■ WORK REQUIRED
Take each line of the records below that contains the string "enum" and copy it.

■ Saved data entries
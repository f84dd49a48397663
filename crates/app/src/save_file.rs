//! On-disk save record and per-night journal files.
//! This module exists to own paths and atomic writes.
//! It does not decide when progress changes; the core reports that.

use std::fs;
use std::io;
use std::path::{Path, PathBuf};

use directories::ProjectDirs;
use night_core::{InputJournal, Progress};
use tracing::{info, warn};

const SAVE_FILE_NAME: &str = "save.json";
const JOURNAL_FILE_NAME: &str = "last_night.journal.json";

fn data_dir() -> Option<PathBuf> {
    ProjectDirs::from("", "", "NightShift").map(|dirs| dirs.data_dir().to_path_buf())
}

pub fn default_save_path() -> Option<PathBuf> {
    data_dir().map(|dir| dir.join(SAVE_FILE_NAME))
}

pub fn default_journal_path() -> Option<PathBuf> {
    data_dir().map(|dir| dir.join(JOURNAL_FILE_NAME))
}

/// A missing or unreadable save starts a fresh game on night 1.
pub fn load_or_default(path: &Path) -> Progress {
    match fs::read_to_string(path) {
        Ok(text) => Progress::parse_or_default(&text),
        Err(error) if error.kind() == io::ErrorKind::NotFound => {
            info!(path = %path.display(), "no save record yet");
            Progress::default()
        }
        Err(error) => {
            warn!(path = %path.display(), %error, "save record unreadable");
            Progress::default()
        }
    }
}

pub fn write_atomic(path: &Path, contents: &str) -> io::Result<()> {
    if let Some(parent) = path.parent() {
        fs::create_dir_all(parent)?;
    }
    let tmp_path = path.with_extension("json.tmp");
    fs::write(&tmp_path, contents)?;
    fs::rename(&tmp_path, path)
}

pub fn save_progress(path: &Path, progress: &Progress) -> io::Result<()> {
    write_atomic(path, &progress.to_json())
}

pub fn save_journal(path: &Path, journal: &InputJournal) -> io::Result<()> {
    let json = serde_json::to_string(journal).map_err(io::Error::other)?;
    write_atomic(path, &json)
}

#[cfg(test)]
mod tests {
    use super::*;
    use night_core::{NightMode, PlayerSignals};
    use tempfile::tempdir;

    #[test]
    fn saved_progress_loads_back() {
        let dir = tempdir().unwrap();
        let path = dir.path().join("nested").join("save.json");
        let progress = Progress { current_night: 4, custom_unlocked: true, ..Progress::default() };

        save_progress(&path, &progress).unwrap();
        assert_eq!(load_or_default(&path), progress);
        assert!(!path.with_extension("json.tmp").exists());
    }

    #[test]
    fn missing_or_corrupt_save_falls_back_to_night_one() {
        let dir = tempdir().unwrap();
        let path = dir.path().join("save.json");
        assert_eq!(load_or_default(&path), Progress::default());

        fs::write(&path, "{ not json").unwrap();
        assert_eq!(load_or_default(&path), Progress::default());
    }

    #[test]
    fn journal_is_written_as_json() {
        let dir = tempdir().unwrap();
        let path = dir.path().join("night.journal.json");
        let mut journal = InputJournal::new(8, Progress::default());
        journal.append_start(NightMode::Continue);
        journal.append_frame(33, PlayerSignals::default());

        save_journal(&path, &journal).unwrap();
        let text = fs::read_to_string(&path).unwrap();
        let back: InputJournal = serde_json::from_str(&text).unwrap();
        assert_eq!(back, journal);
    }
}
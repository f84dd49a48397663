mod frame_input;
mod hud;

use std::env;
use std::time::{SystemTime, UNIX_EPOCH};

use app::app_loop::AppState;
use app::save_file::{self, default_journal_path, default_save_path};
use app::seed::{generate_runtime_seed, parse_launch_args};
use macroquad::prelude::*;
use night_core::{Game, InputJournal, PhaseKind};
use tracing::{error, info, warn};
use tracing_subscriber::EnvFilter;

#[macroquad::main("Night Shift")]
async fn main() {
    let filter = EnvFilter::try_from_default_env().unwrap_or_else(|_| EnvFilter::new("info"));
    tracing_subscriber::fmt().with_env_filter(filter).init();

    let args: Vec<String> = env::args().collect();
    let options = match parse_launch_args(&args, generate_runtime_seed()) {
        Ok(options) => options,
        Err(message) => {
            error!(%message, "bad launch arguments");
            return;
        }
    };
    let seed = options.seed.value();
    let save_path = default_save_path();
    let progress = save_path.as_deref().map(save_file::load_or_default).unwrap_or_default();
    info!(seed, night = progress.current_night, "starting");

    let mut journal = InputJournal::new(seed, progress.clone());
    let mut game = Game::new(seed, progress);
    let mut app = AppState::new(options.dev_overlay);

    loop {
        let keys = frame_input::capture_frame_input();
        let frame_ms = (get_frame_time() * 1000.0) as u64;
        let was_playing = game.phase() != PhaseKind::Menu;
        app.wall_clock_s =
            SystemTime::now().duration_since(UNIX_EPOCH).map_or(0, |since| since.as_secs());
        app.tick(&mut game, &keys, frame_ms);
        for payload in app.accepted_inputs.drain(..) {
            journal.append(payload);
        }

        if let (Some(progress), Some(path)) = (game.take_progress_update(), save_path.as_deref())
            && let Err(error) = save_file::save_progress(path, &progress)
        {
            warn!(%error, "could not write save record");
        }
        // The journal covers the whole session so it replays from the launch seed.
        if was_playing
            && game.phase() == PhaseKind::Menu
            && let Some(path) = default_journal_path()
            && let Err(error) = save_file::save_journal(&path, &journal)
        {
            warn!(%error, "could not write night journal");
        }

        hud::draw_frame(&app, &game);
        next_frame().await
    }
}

...

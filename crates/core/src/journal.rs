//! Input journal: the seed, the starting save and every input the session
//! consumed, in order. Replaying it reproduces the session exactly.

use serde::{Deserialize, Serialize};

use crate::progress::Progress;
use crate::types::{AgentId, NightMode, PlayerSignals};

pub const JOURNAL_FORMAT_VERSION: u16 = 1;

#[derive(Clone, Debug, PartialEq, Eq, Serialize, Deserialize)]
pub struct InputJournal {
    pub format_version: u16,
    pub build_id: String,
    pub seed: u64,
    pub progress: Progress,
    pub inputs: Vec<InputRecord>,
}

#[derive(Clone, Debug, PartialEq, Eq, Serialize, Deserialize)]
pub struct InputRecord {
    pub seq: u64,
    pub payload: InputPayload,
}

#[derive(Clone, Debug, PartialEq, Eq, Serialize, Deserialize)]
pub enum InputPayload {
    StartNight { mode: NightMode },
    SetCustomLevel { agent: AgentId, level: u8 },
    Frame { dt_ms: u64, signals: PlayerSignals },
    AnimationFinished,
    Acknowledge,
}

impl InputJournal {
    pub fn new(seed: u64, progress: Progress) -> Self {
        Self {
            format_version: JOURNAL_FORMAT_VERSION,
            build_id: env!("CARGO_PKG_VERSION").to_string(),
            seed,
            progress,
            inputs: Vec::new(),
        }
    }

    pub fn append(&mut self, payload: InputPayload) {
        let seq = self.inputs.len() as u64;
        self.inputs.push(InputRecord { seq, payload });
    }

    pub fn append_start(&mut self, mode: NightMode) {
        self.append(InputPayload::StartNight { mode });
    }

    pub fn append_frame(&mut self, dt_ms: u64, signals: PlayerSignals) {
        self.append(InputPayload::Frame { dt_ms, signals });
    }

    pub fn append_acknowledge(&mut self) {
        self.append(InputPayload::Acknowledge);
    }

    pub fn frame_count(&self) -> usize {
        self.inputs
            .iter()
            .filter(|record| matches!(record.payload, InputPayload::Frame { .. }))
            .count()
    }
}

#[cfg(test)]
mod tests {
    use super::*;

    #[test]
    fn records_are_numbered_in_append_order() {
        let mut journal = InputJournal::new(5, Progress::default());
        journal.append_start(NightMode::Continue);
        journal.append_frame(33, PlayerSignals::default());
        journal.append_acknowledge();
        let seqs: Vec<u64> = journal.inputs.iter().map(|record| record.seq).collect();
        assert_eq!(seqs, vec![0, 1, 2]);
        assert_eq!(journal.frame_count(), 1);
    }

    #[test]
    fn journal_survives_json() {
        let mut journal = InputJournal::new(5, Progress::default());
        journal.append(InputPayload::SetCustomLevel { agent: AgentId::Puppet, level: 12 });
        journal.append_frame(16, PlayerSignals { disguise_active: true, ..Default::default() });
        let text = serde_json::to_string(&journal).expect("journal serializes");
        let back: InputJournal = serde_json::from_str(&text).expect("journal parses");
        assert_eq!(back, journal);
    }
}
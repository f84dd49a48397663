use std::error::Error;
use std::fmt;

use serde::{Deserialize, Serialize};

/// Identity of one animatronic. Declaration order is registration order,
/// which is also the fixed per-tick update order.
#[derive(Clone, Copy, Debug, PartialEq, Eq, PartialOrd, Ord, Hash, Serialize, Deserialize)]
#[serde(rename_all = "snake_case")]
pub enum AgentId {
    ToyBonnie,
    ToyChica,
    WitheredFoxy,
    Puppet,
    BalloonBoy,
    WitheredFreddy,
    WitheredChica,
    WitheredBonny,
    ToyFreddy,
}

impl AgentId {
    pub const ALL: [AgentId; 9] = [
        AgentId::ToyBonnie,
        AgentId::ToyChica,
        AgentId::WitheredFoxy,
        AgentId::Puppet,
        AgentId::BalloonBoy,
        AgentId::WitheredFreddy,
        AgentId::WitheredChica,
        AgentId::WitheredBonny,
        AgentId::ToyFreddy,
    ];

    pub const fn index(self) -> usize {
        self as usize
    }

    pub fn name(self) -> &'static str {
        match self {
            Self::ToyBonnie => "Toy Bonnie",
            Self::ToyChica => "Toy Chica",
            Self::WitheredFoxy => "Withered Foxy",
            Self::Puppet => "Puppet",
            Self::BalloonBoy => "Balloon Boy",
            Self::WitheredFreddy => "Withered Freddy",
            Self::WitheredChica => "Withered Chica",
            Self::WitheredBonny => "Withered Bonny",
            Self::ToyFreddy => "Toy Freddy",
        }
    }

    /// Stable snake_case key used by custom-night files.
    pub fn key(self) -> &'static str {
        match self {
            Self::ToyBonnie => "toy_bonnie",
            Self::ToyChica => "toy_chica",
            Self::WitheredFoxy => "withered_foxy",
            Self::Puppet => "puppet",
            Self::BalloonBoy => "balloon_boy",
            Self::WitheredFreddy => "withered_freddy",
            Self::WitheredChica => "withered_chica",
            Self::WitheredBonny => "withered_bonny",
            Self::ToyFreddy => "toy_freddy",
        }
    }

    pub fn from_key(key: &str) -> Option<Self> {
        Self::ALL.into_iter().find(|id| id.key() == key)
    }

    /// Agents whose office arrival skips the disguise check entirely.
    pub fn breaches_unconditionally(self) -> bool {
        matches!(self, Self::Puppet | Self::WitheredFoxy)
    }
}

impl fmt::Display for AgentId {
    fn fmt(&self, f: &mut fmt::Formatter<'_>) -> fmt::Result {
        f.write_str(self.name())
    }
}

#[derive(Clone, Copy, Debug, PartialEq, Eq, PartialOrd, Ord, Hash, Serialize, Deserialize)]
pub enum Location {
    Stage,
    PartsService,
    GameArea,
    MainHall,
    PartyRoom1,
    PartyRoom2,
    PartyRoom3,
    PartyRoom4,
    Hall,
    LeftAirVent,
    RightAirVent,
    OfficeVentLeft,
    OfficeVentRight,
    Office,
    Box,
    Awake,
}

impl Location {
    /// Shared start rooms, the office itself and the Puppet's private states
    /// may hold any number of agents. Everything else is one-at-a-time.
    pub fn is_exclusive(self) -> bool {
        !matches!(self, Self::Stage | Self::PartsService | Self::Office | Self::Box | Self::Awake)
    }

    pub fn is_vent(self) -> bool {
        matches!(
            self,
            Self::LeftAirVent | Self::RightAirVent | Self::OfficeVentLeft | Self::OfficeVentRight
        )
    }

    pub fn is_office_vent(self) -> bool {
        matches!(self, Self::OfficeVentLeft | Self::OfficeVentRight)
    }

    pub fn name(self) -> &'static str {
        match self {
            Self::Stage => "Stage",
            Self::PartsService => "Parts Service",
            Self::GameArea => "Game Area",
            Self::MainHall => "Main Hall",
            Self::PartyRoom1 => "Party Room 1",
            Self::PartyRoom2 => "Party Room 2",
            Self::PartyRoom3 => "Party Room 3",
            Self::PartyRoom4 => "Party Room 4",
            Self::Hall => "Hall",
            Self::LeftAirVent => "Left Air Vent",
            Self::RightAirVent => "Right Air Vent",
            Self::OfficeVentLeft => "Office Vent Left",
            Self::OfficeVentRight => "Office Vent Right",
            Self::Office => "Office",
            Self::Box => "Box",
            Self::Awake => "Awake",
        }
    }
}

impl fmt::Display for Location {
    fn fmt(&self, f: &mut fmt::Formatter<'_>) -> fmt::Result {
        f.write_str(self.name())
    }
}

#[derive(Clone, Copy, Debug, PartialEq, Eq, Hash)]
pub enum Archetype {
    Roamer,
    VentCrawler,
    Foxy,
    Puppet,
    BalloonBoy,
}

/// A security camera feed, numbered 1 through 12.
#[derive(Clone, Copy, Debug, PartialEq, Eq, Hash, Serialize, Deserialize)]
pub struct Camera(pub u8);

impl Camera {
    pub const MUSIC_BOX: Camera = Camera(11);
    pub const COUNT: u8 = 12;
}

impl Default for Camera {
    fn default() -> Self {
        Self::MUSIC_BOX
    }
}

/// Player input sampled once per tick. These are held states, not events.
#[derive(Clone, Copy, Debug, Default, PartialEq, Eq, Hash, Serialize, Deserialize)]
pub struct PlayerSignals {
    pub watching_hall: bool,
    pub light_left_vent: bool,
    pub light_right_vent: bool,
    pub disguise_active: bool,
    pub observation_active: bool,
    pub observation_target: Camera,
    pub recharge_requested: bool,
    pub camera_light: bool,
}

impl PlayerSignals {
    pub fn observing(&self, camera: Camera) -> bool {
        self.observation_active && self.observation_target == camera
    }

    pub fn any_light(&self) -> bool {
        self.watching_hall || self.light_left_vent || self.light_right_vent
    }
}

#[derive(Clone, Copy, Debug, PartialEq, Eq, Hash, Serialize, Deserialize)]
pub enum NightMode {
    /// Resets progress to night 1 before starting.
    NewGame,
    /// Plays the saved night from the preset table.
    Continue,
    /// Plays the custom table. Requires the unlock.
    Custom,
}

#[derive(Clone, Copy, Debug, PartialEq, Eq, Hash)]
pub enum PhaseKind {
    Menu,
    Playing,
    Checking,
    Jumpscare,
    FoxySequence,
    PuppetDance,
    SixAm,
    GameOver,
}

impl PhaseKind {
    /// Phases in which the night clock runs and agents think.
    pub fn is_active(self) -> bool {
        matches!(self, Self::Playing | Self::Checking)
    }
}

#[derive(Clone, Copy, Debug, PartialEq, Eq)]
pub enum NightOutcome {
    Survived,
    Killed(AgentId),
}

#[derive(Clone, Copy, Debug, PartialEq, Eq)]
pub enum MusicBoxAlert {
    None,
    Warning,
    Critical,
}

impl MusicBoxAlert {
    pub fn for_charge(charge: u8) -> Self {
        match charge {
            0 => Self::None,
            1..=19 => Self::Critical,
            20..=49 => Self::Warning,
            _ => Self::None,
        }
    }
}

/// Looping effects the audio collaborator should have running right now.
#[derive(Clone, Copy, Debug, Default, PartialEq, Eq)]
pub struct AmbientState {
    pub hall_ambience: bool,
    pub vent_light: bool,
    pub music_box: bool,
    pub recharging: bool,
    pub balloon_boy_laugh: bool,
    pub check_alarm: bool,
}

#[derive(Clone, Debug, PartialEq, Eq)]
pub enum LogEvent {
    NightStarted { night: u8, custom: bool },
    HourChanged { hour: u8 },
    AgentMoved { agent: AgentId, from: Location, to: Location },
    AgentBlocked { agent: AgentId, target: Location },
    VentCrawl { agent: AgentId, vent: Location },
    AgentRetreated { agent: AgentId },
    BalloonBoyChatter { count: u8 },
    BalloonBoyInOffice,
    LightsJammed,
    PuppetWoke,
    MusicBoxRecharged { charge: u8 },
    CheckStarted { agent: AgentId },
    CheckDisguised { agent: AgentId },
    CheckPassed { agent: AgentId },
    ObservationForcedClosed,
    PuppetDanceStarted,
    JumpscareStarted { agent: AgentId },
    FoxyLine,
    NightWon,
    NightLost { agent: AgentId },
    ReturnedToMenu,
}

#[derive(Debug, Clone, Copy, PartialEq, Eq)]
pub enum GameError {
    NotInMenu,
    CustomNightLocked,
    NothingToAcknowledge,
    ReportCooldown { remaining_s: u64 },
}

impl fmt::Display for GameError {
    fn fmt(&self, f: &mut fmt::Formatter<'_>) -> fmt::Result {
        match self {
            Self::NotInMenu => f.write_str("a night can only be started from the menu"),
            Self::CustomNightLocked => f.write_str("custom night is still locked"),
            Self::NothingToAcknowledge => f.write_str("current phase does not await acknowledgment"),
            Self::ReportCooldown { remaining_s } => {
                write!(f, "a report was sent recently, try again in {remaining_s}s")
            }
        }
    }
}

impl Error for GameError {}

■ TASK ANSWER
pub enum InputPayload {
pub enum AgentId {
pub enum Location {
pub enum Archetype {
pub enum NightMode {
pub enum PhaseKind {
pub enum NightOutcome {
pub enum MusicBoxAlert {
pub enum LogEvent {
pub enum GameError {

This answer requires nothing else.